* **What you need to do**
Write out again, please, the records below from the first line to the line holding "whole tree one", inclusive, and nothing else.

* **Provided records**
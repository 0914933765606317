// moves.rs — Move (rename) a file or directory inside the checkout.
//
// `before` and `after` are checkout-relative; the empty string is the
// checkout root, so `Move("", "third_party/foo")` pushes the whole tree one
// level down. When `before` is a directory an optional glob (relative to
// `before`) restricts which files move; the rest stay where they are.
//
// The move never overwrites: every destination is checked before the first
// rename, so a conflict leaves the checkout untouched.

use std::collections::{BTreeMap, BTreeSet};
use std::fs;
use std::path::{Path, PathBuf};

use ferry_work::path::check_normalized_relative;
use ferry_work::{Console, Glob, GlobMatcher, TransformWork};

use crate::error::{Result, TransformError};
use crate::options::WorkflowOptions;
use crate::transformation::Transformation;

/// Moves `before` to `after`.
#[derive(Debug, Clone, PartialEq, Eq)]
pub struct Move {
    before: String,
    after: String,
    paths: Glob,
    options: WorkflowOptions,
}

/// One relocation planned by [`Move::transform`].
#[derive(Debug)]
enum Relocation {
    File { from: PathBuf, to: PathBuf },
    EmptyDir { from: PathBuf, to: PathBuf },
}

impl Relocation {
    fn source(&self) -> &Path {
        match self {
            Relocation::File { from, .. } | Relocation::EmptyDir { from, .. } => from,
        }
    }

    fn destination(&self) -> &Path {
        match self {
            Relocation::File { to, .. } | Relocation::EmptyDir { to, .. } => to,
        }
    }
}

impl Move {
    /// Build a move, rejecting paths that are absolute, not normalized or
    /// escape the checkout.
    pub fn new(
        before: &str,
        after: &str,
        paths: Glob,
        options: WorkflowOptions,
    ) -> Result<Self> {
        Ok(Self {
            before: check_normalized_relative(before)?.to_string(),
            after: check_normalized_relative(after)?.to_string(),
            paths,
            options,
        })
    }

    pub fn before(&self) -> &str {
        &self.before
    }

    pub fn after(&self) -> &str {
        &self.after
    }

    pub fn paths(&self) -> &Glob {
        &self.paths
    }

    pub fn transform(&self, work: &mut TransformWork, console: &dyn Console) -> Result<()> {
        console.progress(&self.describe());
        let checkout = work.checkout_dir().to_path_buf();
        let before = resolve(&checkout, &self.before);

        let Ok(before_meta) = fs::symlink_metadata(&before) else {
            return self.options.report_noop(
                console,
                &format!(
                    "Error moving '{}'. It doesn't exist in the workdir",
                    self.before
                ),
            );
        };
        let before_is_dir = before_meta.is_dir();
        let after = resolve(&checkout, &self.after);

        if is_real_dir(&after) && after.starts_with(&before) {
            // Moving a parent into one of its sub-directories: a non-empty
            // target is almost always a config mistake.
            verify_dir_is_empty(&checkout, &after)?;
        }

        if !self.paths.is_all_files() && !before_is_dir {
            return Err(TransformError::Validation(format!(
                "Cannot use user defined 'paths' filter when the 'before' is not a directory: {}",
                self.paths
            )));
        }

        let plan = if before_is_dir {
            let matcher = self.paths.relative_to(&before);
            let mut plan = Vec::new();
            plan_directory(&before, &before, &after, &matcher, &mut plan)?;
            if plan.is_empty() && self.paths.is_all_files() && before != checkout {
                // Nothing inside: the directory itself moves.
                plan.push(Relocation::EmptyDir {
                    from: before.clone(),
                    to: after.clone(),
                });
            }
            plan
        } else {
            vec![Relocation::File {
                from: before.clone(),
                to: after.clone(),
            }]
        };

        check_conflicts(&checkout, &plan)?;
        create_parent_dirs(&checkout, &after)?;
        let plan = order_relocations(plan);

        let mut touched = BTreeSet::new();
        for relocation in &plan {
            match relocation {
                Relocation::File { from, to } => {
                    create_dir_all(to.parent())?;
                    fs::rename(from, to).map_err(|source| TransformError::io(from, source))?;
                    tracing::debug!(from = %from.display(), to = %to.display(), "moved file");
                    if let Some(parent) = from.parent() {
                        touched.insert(parent.to_path_buf());
                    }
                }
                Relocation::EmptyDir { from, to } => {
                    if to.starts_with(from) || is_real_dir(to) {
                        fs::create_dir_all(to).map_err(|source| TransformError::io(to, source))?;
                        if !to.starts_with(from) {
                            fs::remove_dir(from)
                                .map_err(|source| TransformError::io(from, source))?;
                        }
                    } else {
                        create_dir_all(to.parent())?;
                        fs::rename(from, to).map_err(|source| TransformError::io(from, source))?;
                    }
                    tracing::debug!(from = %from.display(), to = %to.display(), "moved directory");
                    touched.insert(from.clone());
                }
            }
        }

        if before_is_dir {
            prune_empty_dirs(&checkout, &before, &after, touched)?;
        }

        tracing::info!(
            before = %self.before,
            after = %self.after,
            entries = plan.len(),
            "move complete"
        );
        Ok(())
    }

    /// The structural inverse: `after` back to `before`, same glob.
    ///
    /// A glob-filtered move only brings the same subset back.
    pub fn reverse(&self) -> Result<Transformation> {
        Ok(Transformation::Move(Move {
            before: self.after.clone(),
            after: self.before.clone(),
            paths: self.paths.clone(),
            options: self.options,
        }))
    }

    pub fn describe(&self) -> String {
        format!("Moving {}", self.before)
    }
}

fn resolve(checkout: &Path, relative: &str) -> PathBuf {
    if relative.is_empty() {
        checkout.to_path_buf()
    } else {
        checkout.join(relative)
    }
}

/// Path relative to the checkout, for error messages.
fn display_rel(checkout: &Path, path: &Path) -> String {
    path.strip_prefix(checkout)
        .unwrap_or(path)
        .display()
        .to_string()
}

fn is_real_dir(path: &Path) -> bool {
    fs::symlink_metadata(path)
        .map(|m| m.is_dir())
        .unwrap_or(false)
}

fn exists(path: &Path) -> bool {
    fs::symlink_metadata(path).is_ok()
}

fn verify_dir_is_empty(checkout: &Path, dir: &Path) -> Result<()> {
    let mut entries = fs::read_dir(dir).map_err(|source| TransformError::io(dir, source))?;
    if let Some(entry) = entries.next() {
        let entry = entry.map_err(|source| TransformError::io(dir, source))?;
        return Err(TransformError::Validation(format!(
            "Files already exist in {}: {}",
            display_rel(checkout, dir),
            display_rel(checkout, &entry.path())
        )));
    }
    Ok(())
}

/// First existing non-directory among the ancestors of `target` below
/// `checkout` (`target` itself excluded).
fn blocking_ancestor(checkout: &Path, target: &Path) -> Option<PathBuf> {
    let rel = target.strip_prefix(checkout).ok()?;
    let mut current = checkout.to_path_buf();
    let components: Vec<_> = rel.components().collect();
    let parents = components.len().saturating_sub(1);
    for component in &components[..parents] {
        current.push(component);
        match fs::symlink_metadata(&current) {
            Ok(meta) if !meta.is_dir() => return Some(current),
            Ok(_) => {}
            Err(_) => return None,
        }
    }
    None
}

fn create_parent_dirs(checkout: &Path, after: &Path) -> Result<()> {
    if after == checkout {
        return Ok(());
    }
    if let Some(blocker) = blocking_ancestor(checkout, after) {
        let parent = after.parent().unwrap_or(checkout);
        return Err(TransformError::Validation(format!(
            "Cannot create '{}' because '{}' already exists and is not a directory",
            display_rel(checkout, parent),
            display_rel(checkout, &blocker)
        )));
    }
    create_dir_all(after.parent())
}

fn create_dir_all(dir: Option<&Path>) -> Result<()> {
    match dir {
        Some(dir) => fs::create_dir_all(dir).map_err(|source| TransformError::io(dir, source)),
        None => Ok(()),
    }
}

/// Collect everything under `dir` that should move, skipping the `after`
/// subtree.
///
/// With the all-files glob every entry moves, empty directories included.
/// A filtered move fails on names the glob can't be applied to.
fn plan_directory(
    dir: &Path,
    before: &Path,
    after: &Path,
    matcher: &GlobMatcher,
    plan: &mut Vec<Relocation>,
) -> Result<()> {
    let all_files = matcher.glob().is_all_files();
    let mut entries = fs::read_dir(dir)
        .map_err(|source| TransformError::io(dir, source))?
        .collect::<std::io::Result<Vec<_>>>()
        .map_err(|source| TransformError::io(dir, source))?;
    entries.sort_by_key(|e| e.file_name());

    for entry in entries {
        let path = entry.path();
        if path == after {
            continue;
        }
        let file_type = entry
            .file_type()
            .map_err(|source| TransformError::io(&path, source))?;
        let destination = match path.strip_prefix(before) {
            Ok(rel) => after.join(rel),
            Err(_) => continue,
        };

        if file_type.is_dir() {
            let is_empty = fs::read_dir(&path)
                .map_err(|source| TransformError::io(&path, source))?
                .next()
                .is_none();
            if is_empty && all_files && !after.starts_with(&path) {
                plan.push(Relocation::EmptyDir {
                    from: path,
                    to: destination,
                });
            } else {
                plan_directory(&path, before, after, matcher, plan)?;
            }
        } else if all_files || matcher.matches(&path)? {
            plan.push(Relocation::File {
                from: path,
                to: destination,
            });
        }
    }
    Ok(())
}

/// Fail if any destination already exists or sits under a non-directory.
///
/// A destination occupied by another planned source isn't a conflict: that
/// source is vacated first (see [`order_relocations`]).
fn check_conflicts(checkout: &Path, plan: &[Relocation]) -> Result<()> {
    let sources: BTreeSet<&Path> = plan.iter().map(Relocation::source).collect();
    for relocation in plan {
        let to = match relocation {
            Relocation::File { to, .. } => to,
            Relocation::EmptyDir { to, .. } => {
                if is_real_dir(to) {
                    continue;
                }
                to
            }
        };
        if exists(to) && !sources.contains(to.as_path()) {
            return Err(TransformError::Validation(format!(
                "Cannot move file to '{}' because it already exists",
                display_rel(checkout, to)
            )));
        }
        if let Some(blocker) = blocking_ancestor(checkout, to)
            .filter(|blocker| !sources.contains(blocker.as_path()))
        {
            return Err(TransformError::Validation(format!(
                "Cannot move file to '{}' because '{}' already exists and is not a directory",
                display_rel(checkout, to),
                display_rel(checkout, &blocker)
            )));
        }
    }
    Ok(())
}

/// Order renames so that no destination is still occupied by a pending
/// source, e.g. `a/b/x -> a/x` before `a/b/b/x -> a/b/x`.
///
/// Sources are files or empty directories, so at most one of them sits at
/// or above any destination. Each relocation runs after that one.
fn order_relocations(plan: Vec<Relocation>) -> Vec<Relocation> {
    let order = {
        let by_source: BTreeMap<&Path, usize> = plan
            .iter()
            .enumerate()
            .map(|(idx, r)| (r.source(), idx))
            .collect();
        let blocker: Vec<Option<usize>> = plan
            .iter()
            .enumerate()
            .map(|(idx, r)| {
                r.destination()
                    .ancestors()
                    .find_map(|p| by_source.get(p).copied().filter(|&other| other != idx))
            })
            .collect();

        let mut done = vec![false; plan.len()];
        let mut order = Vec::with_capacity(plan.len());
        for start in 0..plan.len() {
            let mut chain = Vec::new();
            let mut next = Some(start);
            while let Some(idx) = next {
                if done[idx] {
                    break;
                }
                done[idx] = true;
                chain.push(idx);
                next = blocker[idx];
            }
            order.extend(chain.into_iter().rev());
        }
        order
    };

    let mut slots: Vec<Option<Relocation>> = plan.into_iter().map(Some).collect();
    order
        .into_iter()
        .filter_map(|idx| slots[idx].take())
        .collect()
}

/// Remove directories the move left empty, deepest first.
///
/// Walks up from every directory a file left, stopping at `before`. The
/// checkout root, `after` and its ancestors are never removed.
fn prune_empty_dirs(
    checkout: &Path,
    before: &Path,
    after: &Path,
    touched: BTreeSet<PathBuf>,
) -> Result<()> {
    let mut candidates = BTreeSet::new();
    for dir in touched {
        let mut current = Some(dir.as_path());
        while let Some(ancestor) = current {
            if !ancestor.starts_with(before) {
                break;
            }
            candidates.insert(ancestor.to_path_buf());
            if ancestor == before {
                break;
            }
            current = ancestor.parent();
        }
    }

    let mut ordered: Vec<PathBuf> = candidates.into_iter().collect();
    ordered.sort_by_key(|dir| std::cmp::Reverse(dir.components().count()));

    for dir in ordered {
        if dir == checkout || after.starts_with(&dir) || !is_real_dir(&dir) {
            continue;
        }
        let is_empty = fs::read_dir(&dir)
            .map_err(|source| TransformError::io(&dir, source))?
            .next()
            .is_none();
        if is_empty {
            fs::remove_dir(&dir).map_err(|source| TransformError::io(&dir, source))?;
        }
    }
    Ok(())
}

* **Solution to the exercise**
repository 0914933765606317
// moves.rs — Move (rename) a file or directory inside the checkout.
//
// `before` and `after` are checkout-relative; the empty string is the
// checkout root, so `Move("", "third_party/foo")` pushes the whole tree one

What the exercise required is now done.